### What you are asked to do
Lines with the word "nest" are the answer; copy each of them from the data below.

++++ Supplied data ++++

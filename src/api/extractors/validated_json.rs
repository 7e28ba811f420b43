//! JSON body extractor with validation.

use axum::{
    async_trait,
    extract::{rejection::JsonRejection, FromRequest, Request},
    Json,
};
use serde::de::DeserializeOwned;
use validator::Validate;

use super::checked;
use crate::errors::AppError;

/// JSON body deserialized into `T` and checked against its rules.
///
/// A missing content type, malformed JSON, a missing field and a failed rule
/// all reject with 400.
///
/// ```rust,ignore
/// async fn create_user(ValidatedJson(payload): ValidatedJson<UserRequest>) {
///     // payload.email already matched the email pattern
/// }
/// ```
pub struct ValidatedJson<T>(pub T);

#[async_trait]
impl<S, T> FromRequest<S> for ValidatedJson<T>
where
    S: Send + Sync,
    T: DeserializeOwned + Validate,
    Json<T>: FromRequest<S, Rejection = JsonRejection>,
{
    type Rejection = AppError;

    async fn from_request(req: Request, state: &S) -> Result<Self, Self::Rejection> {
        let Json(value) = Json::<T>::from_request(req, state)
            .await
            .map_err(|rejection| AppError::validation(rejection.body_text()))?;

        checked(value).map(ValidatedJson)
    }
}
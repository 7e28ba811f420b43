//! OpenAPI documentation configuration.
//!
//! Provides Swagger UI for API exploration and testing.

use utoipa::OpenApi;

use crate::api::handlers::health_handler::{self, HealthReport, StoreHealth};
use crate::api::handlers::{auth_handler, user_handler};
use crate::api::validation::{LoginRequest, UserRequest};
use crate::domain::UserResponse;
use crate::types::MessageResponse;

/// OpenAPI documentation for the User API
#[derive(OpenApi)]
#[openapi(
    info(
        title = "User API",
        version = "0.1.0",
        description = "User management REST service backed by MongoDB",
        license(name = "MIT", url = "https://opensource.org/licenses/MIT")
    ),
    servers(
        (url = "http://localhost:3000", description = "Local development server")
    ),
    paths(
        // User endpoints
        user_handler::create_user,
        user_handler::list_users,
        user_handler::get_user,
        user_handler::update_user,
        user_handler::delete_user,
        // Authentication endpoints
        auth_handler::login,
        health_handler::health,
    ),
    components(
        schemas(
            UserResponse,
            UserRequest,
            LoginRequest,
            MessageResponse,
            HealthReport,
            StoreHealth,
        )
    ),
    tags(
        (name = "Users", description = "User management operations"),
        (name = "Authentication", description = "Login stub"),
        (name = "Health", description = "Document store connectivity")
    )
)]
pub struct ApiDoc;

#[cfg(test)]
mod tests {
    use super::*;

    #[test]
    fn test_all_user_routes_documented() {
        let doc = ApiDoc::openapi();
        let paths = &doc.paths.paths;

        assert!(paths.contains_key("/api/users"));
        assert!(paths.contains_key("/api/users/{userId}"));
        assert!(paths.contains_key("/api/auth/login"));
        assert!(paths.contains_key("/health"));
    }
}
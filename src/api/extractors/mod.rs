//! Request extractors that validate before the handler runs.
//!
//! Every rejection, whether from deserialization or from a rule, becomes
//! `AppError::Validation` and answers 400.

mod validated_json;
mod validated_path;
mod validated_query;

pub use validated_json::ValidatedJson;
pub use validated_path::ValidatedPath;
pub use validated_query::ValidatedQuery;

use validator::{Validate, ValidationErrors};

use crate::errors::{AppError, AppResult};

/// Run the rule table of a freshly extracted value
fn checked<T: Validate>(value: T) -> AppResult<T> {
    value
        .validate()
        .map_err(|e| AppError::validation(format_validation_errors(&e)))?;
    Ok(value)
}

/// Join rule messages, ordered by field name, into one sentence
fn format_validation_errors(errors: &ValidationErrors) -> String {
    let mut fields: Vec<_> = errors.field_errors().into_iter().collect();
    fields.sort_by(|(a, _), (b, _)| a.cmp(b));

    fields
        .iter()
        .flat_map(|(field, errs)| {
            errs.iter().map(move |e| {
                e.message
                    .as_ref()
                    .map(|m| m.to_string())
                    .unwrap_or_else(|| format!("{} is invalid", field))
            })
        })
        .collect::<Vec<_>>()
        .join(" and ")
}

++++
++++ Supplied data ++++

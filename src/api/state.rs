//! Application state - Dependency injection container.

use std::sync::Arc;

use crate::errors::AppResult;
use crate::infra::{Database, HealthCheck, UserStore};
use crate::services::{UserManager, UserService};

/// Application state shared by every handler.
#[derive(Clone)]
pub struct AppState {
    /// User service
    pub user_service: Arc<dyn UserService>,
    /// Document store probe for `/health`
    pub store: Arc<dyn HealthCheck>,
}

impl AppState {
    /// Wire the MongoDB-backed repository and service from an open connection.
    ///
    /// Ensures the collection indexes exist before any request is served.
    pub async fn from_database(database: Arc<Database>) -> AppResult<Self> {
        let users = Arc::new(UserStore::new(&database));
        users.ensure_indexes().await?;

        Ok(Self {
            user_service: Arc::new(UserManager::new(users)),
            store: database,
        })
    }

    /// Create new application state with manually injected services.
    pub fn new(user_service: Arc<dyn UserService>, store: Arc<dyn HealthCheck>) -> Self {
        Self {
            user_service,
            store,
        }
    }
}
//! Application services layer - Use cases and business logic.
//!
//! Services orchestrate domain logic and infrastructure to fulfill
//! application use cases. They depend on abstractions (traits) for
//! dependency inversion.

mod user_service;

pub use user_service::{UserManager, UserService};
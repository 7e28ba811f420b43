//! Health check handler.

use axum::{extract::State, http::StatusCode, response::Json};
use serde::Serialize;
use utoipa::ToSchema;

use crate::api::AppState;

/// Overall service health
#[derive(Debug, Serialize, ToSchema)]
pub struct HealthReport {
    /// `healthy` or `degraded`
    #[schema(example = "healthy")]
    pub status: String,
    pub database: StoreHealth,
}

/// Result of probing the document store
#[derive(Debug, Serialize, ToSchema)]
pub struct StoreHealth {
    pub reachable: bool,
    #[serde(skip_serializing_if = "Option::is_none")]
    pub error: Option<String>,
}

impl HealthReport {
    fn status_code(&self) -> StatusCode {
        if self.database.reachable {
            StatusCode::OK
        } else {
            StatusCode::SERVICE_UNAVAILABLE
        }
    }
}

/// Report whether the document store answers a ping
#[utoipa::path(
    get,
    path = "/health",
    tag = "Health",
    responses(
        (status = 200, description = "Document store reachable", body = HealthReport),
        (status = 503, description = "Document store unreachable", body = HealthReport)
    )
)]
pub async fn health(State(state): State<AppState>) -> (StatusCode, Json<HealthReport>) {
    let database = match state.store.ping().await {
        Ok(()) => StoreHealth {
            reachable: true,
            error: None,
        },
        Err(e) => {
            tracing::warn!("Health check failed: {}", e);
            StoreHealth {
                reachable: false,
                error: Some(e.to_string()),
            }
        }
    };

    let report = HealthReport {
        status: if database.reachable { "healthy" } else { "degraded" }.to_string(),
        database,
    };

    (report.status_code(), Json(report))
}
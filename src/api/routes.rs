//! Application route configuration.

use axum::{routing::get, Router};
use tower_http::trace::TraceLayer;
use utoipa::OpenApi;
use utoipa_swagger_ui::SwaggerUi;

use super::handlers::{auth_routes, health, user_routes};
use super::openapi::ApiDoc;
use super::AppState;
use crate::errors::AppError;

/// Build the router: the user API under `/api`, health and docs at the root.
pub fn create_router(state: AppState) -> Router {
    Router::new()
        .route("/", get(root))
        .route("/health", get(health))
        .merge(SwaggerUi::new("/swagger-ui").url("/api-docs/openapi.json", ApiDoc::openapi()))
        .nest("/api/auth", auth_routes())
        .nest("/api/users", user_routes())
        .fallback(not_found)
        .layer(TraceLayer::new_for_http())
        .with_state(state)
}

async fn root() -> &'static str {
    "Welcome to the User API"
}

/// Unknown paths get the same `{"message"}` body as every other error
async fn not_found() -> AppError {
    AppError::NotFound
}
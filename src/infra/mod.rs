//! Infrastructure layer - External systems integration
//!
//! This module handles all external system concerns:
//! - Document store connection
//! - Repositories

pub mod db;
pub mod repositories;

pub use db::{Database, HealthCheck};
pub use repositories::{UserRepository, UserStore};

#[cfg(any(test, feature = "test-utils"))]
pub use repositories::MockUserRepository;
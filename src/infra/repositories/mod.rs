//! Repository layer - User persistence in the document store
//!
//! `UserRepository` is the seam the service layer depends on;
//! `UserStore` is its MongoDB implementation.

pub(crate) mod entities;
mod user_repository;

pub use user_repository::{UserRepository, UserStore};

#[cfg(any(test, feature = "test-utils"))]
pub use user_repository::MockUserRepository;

++++
++++ Supplied data ++++

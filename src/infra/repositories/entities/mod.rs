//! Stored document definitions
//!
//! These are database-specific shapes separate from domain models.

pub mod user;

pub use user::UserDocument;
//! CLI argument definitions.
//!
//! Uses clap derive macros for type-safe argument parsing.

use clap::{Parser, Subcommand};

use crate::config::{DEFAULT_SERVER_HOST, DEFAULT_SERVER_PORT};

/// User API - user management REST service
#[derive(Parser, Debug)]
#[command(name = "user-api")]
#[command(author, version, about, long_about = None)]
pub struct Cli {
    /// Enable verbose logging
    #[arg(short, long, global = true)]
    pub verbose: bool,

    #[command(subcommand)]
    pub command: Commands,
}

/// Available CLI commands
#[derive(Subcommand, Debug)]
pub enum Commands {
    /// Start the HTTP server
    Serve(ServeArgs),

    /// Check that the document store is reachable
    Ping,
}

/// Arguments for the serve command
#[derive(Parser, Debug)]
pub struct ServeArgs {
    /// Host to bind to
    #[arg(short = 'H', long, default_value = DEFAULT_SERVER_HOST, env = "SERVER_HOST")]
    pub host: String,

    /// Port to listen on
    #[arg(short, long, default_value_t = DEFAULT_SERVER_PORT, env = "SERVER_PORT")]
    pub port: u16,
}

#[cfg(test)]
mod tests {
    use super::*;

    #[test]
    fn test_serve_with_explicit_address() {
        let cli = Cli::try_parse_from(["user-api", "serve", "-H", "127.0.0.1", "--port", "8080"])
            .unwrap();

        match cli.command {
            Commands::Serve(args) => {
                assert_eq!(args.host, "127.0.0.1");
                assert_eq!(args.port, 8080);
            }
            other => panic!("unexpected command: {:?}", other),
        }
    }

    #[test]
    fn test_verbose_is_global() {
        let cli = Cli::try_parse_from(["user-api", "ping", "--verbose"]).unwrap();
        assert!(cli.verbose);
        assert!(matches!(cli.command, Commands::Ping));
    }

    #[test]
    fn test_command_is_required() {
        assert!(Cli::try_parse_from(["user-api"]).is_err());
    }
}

++++

### Exercise output
        .nest("/api/auth", auth_routes())
        .nest("/api/users", user_routes())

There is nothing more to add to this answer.